第一話 令和なのに昭和な遊び人銀次
パチンコを知らない人でも問題なし。話の流れで大当たりとはこういうものだと分かるようになっています(多分……)
「ピピピピピ――」
とあるボロアパートの一室に、スマホのアラーム音がリンリンと鳴り響いていた。銀次はいつも通り、その音で開眼した。時刻は午前九時四十分、大抵の人よりも遅い目覚めだ。
碌に洗濯してないダニまみれの敷布団に包まっていた銀次は、スマホのアラーム音を消すと、ダルそうにして起き上がった。そして、寝惚け眼で黒カビが生い茂ったユニットバスへと入った。
ふぁああと欠伸をしながら、用とボサボサ髪のセットを済ませていく銀次。だが、数日前から剃ってない無精髭はそのままだ。
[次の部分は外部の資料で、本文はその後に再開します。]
//! Inventory Models
//!
//! Freshness, days until expiry and the critical-stock flag depend on the
//! current date, so callers pass `today` explicitly.

use chrono::{DateTime, Days, NaiveDate, Utc};
use serde::{Deserialize, Serialize};

use crate::error::{AppError, ErrorCode};

/// Lots at or below this available quantity count as critical
pub const CRITICAL_STOCK_THRESHOLD: i32 = 10;

/// Lots expiring within this many days count as critical
pub const CRITICAL_EXPIRY_DAYS: u64 = 2;

/// Freshness bucket of an inventory lot
#[derive(Debug, Clone, Copy, PartialEq, Eq, Hash, Serialize, Deserialize)]
#[serde(rename_all = "SCREAMING_SNAKE_CASE")]
pub enum Freshness {
    Fresco,
    Advertencia,
    Critico,
    Vencido,
}

impl Freshness {
    /// `VENCIDO` on or before today, `CRITICO` within a day,
    /// `ADVERTENCIA` within two days, otherwise `FRESCO`
    pub fn classify(expires_on: NaiveDate, today: NaiveDate) -> Self {
        if expires_on <= today {
            Freshness::Vencido
        } else if expires_on <= plus_days(today, 1) {
            Freshness::Critico
        } else if expires_on <= plus_days(today, 2) {
            Freshness::Advertencia
        } else {
            Freshness::Fresco
        }
    }

    /// Lower-case filter value (`?freshness=critico`)
    pub fn parse_filter(value: &str) -> Result<Self, AppError> {
        match value.trim().to_ascii_lowercase().as_str() {
            "fresco" => Ok(Freshness::Fresco),
            "advertencia" => Ok(Freshness::Advertencia),
            "critico" => Ok(Freshness::Critico),
            "vencido" => Ok(Freshness::Vencido),
            other => Err(AppError::with_message(
                ErrorCode::InvalidRequest,
                format!("Unknown freshness filter: {other}"),
            )),
        }
    }

    pub const fn colour(&self) -> &'static str {
        match self {
            Freshness::Fresco => "green",
            Freshness::Advertencia => "orange",
            Freshness::Critico => "red",
            Freshness::Vencido => "darkred",
        }
    }

    /// Inclusive `expires_on` bounds matching this bucket, as SQL filter input
    pub fn expiry_bounds(&self, today: NaiveDate) -> (Option<NaiveDate>, Option<NaiveDate>) {
        let day_after = |n| Some(plus_days(today, n));
        match self {
            Freshness::Vencido => (None, Some(today)),
            Freshness::Critico => (day_after(1), day_after(1)),
            Freshness::Advertencia => (day_after(2), day_after(2)),
            Freshness::Fresco => (day_after(3), None),
        }
    }
}

fn plus_days(date: NaiveDate, n: u64) -> NaiveDate {
    date.checked_add_days(Days::new(n)).unwrap_or(NaiveDate::MAX)
}

/// Inventory lot (inventario) row
#[derive(Debug, Clone, Serialize, Deserialize)]
#[cfg_attr(feature = "db", derive(sqlx::FromRow))]
pub struct InventoryLot {
    pub id: i64,
    pub dish_id: i64,
    pub dish_name: String,
    pub production_id: Option<i64>,
    pub location: String,
    pub available_quantity: i32,
    pub reserved_quantity: i32,
    pub produced_on: NaiveDate,
    pub expires_on: NaiveDate,
    pub created_at: DateTime<Utc>,
    pub updated_at: DateTime<Utc>,
}

impl InventoryLot {
    pub fn total_quantity(&self) -> i32 {
        self.available_quantity + self.reserved_quantity
    }

    /// Negative once expired
    pub fn days_until_expiry(&self, today: NaiveDate) -> i64 {
        (self.expires_on - today).num_days()
    }

    pub fn freshness(&self, today: NaiveDate) -> Freshness {
        Freshness::classify(self.expires_on, today)
    }

    /// Low stock or expiring within two days
    pub fn is_critical(&self, today: NaiveDate) -> bool {
        self.available_quantity <= CRITICAL_STOCK_THRESHOLD
            || self.expires_on <= plus_days(today, CRITICAL_EXPIRY_DAYS)
    }

    /// Human label for the expiry column, e.g. "Vencido (3 días)"
    pub fn expiry_label(&self, today: NaiveDate) -> String {
        let days = self.days_until_expiry(today);
        if days < 0 {
            format!("Vencido ({} días)", days.abs())
        } else {
            format!("{days} días")
        }
    }
}

/// Inventory lot with derived fields for one reference date
#[derive(Debug, Clone, Serialize, Deserialize)]
pub struct InventoryView {
    #[serde(flatten)]
    pub lot: InventoryLot,
    pub total_quantity: i32,
    pub days_until_expiry: i64,
    pub expiry_label: String,
    pub freshness: Freshness,
    pub freshness_colour: String,
    pub critical: bool,
}

impl InventoryView {
    pub fn new(lot: InventoryLot, today: NaiveDate) -> Self {
        let freshness = lot.freshness(today);
        Self {
            total_quantity: lot.total_quantity(),
            days_until_expiry: lot.days_until_expiry(today),
            expiry_label: lot.expiry_label(today),
            freshness,
            freshness_colour: freshness.colour().to_string(),
            critical: lot.is_critical(today),
            lot,
        }
    }
}

/// Create inventory lot payload
#[derive(Debug, Clone, Serialize, Deserialize)]
pub struct InventoryCreate {
    pub dish_id: i64,
    pub production_id: Option<i64>,
    pub location: Option<String>,
    pub available_quantity: i32,
    pub reserved_quantity: Option<i32>,
    pub produced_on: NaiveDate,
    pub expires_on: NaiveDate,
}

/// Update inventory lot payload
#[derive(Debug, Clone, Default, Serialize, Deserialize)]
pub struct InventoryUpdate {
    pub production_id: Option<i64>,
    pub location: Option<String>,
    pub available_quantity: Option<i32>,
    pub reserved_quantity: Option<i32>,
    pub produced_on: Option<NaiveDate>,
    pub expires_on: Option<NaiveDate>,
}

/// Check quantities and date ordering of a lot
pub fn validate_lot(
    available: i32,
    reserved: i32,
    produced_on: NaiveDate,
    expires_on: NaiveDate,
) -> Result<(), AppError> {
    if available < 0 || reserved < 0 {
        return Err(AppError::with_message(
            ErrorCode::ValueOutOfRange,
            "Quantities must be non-negative",
        ));
    }
    if expires_on < produced_on {
        return Err(AppError::new(ErrorCode::InvalidExpiryDate)
            .with_detail("produced_on", produced_on.to_string())
            .with_detail("expires_on", expires_on.to_string()));
    }
    Ok(())
}

// ── Movements ───────────────────────────────────────────────────────

/// Kind of inventory movement
#[derive(Debug, Clone, Copy, PartialEq, Eq, Hash, Serialize, Deserialize)]
#[serde(rename_all = "SCREAMING_SNAKE_CASE")]
#[cfg_attr(feature = "db", derive(sqlx::Type))]
#[cfg_attr(
    feature = "db",
    sqlx(type_name = "movement_type", rename_all = "SCREAMING_SNAKE_CASE")
)]
pub enum MovementType {
    Entrada,
    Salida,
    Ajuste,
    Merma,
}

impl MovementType {
    pub const fn display_name(&self) -> &'static str {
        match self {
            MovementType::Entrada => "Entrada",
            MovementType::Salida => "Salida",
            MovementType::Ajuste => "Ajuste",
            MovementType::Merma => "Merma",
        }
    }
}

/// Inventory movement (movimiento de inventario) row
#[derive(Debug, Clone, Serialize, Deserialize)]
#[cfg_attr(feature = "db", derive(sqlx::FromRow))]
pub struct InventoryMovement {
    pub id: i64,
    pub lot_id: i64,
    pub dish_name: String,
    pub movement_type: MovementType,
    /// Signed: positive adds stock, negative removes it
    pub quantity: i32,
    pub reason: String,
    pub responsible_id: Option<i64>,
    pub responsible_username: Option<String>,
    pub moved_at: DateTime<Utc>,
}

/// Record movement payload
#[derive(Debug, Clone, Serialize, Deserialize)]
pub struct MovementCreate {
    pub lot_id: i64,
    pub movement_type: MovementType,
    pub quantity: i32,
    pub reason: String,
}

/// Available quantity after applying a signed movement
pub fn apply_movement(lot_id: i64, available: i32, quantity: i32) -> Result<i32, AppError> {
    match available.checked_add(quantity) {
        Some(result) if result >= 0 => Ok(result),
        _ => Err(AppError::insufficient_stock(lot_id, available, quantity)),
    }
}

#[cfg(test)]
mod tests {
    use super::*;

    fn date(y: i32, m: u32, d: u32) -> NaiveDate {
        NaiveDate::from_ymd_opt(y, m, d).unwrap()
    }

    fn lot(available: i32, expires_on: NaiveDate) -> InventoryLot {
        InventoryLot {
            id: 1,
            dish_id: 1,
            dish_name: "Paella".to_string(),
            production_id: None,
            location: "Cámara 1".to_string(),
            available_quantity: available,
            reserved_quantity: 5,
            produced_on: date(2025, 3, 1),
            expires_on,
            created_at: Utc::now(),
            updated_at: Utc::now(),
        }
    }

    #[test]
    fn test_freshness_thresholds() {
        let today = date(2025, 3, 10);
        assert_eq!(Freshness::classify(date(2025, 3, 9), today), Freshness::Vencido);
        assert_eq!(Freshness::classify(today, today), Freshness::Vencido);
        assert_eq!(Freshness::classify(date(2025, 3, 11), today), Freshness::Critico);
        assert_eq!(
            Freshness::classify(date(2025, 3, 12), today),
            Freshness::Advertencia
        );
        assert_eq!(Freshness::classify(date(2025, 3, 13), today), Freshness::Fresco);
    }

    #[test]
    fn test_expiry_bounds_match_classify() {
        let today = date(2025, 3, 10);
        for offset in -3i64..6 {
            let expires = today + chrono::Duration::days(offset);
            let bucket = Freshness::classify(expires, today);
            let (from, to) = bucket.expiry_bounds(today);
            assert!(from.is_none_or(|f| expires >= f), "{expires} below {bucket:?}");
            assert!(to.is_none_or(|t| expires <= t), "{expires} above {bucket:?}");
        }
    }

    #[test]
    fn test_parse_filter() {
        assert_eq!(Freshness::parse_filter("critico").unwrap(), Freshness::Critico);
        assert_eq!(Freshness::parse_filter("VENCIDO").unwrap(), Freshness::Vencido);
        assert!(Freshness::parse_filter("caducado").is_err());
    }

    #[test]
    fn test_days_until_expiry_and_label() {
        let today = date(2025, 3, 10);
        let expired = lot(20, date(2025, 3, 7));
        assert_eq!(expired.days_until_expiry(today), -3);
        assert_eq!(expired.expiry_label(today), "Vencido (3 días)");

        let fresh = lot(20, date(2025, 3, 15));
        assert_eq!(fresh.days_until_expiry(today), 5);
        assert_eq!(fresh.expiry_label(today), "5 días");
    }

    #[test]
    fn test_critical_stock() {
        let today = date(2025, 3, 10);
        assert!(lot(10, date(2025, 3, 20)).is_critical(today));
        assert!(lot(50, date(2025, 3, 12)).is_critical(today));
        assert!(!lot(11, date(2025, 3, 13)).is_critical(today));
    }

    #[test]
    fn test_view() {
        let today = date(2025, 3, 10);
        let view = InventoryView::new(lot(7, date(2025, 3, 11)), today);
        assert_eq!(view.total_quantity, 12);
        assert_eq!(view.freshness, Freshness::Critico);
        assert_eq!(view.freshness_colour, "red");
        assert!(view.critical);
    }

    #[test]
    fn test_validate_lot() {
        assert!(validate_lot(5, 0, date(2025, 3, 1), date(2025, 3, 6)).is_ok());
        let err = validate_lot(5, 0, date(2025, 3, 6), date(2025, 3, 1)).unwrap_err();
        assert_eq!(err.code, ErrorCode::InvalidExpiryDate);
        assert!(validate_lot(-1, 0, date(2025, 3, 1), date(2025, 3, 6)).is_err());
    }

    #[test]
    fn test_apply_movement() {
        assert_eq!(apply_movement(1, 10, 5).unwrap(), 15);
        assert_eq!(apply_movement(1, 10, -10).unwrap(), 0);

        let err = apply_movement(1, 10, -11).unwrap_err();
        assert_eq!(err.code, ErrorCode::InsufficientStock);
    }
}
ユニットバスを出ると、銀次は部屋着からヨレヨレの色褪せたTシャツ、何日も洗っていないジーパンに着替えた。これで外出するための一通りの準備は完了。ヨシッと満足気な表情で、銀次は心のセットを固めた。
締めに、お気に入りの黒のショルダーバッグを肩に背負い、玄関で底が擦り減ったスニーカーを履いた。
「バタンッ」
そして玄関のドアを開け、銀次は勢いよく外の世界へと飛び出した。
先ず銀次が向かったのはアパートの駐輪場。そこにとめてあるメンテナンスを怠り切ったボロボロな自転車。そのサドルに銀次はまたがった。そして、ペダルを漕ぎ出した。
――目的地はいつもの所。パチンコ屋だ。
銀次は高校卒業後、人生について何かしらの目標を持たずに、完全に勢いのみで一人暮らしを始めた。仕事も何となくと様々なバイトを渡り歩いた。だが、数年前にコンビニのバイトを辞めて以降、銀次は現在まで働いていない。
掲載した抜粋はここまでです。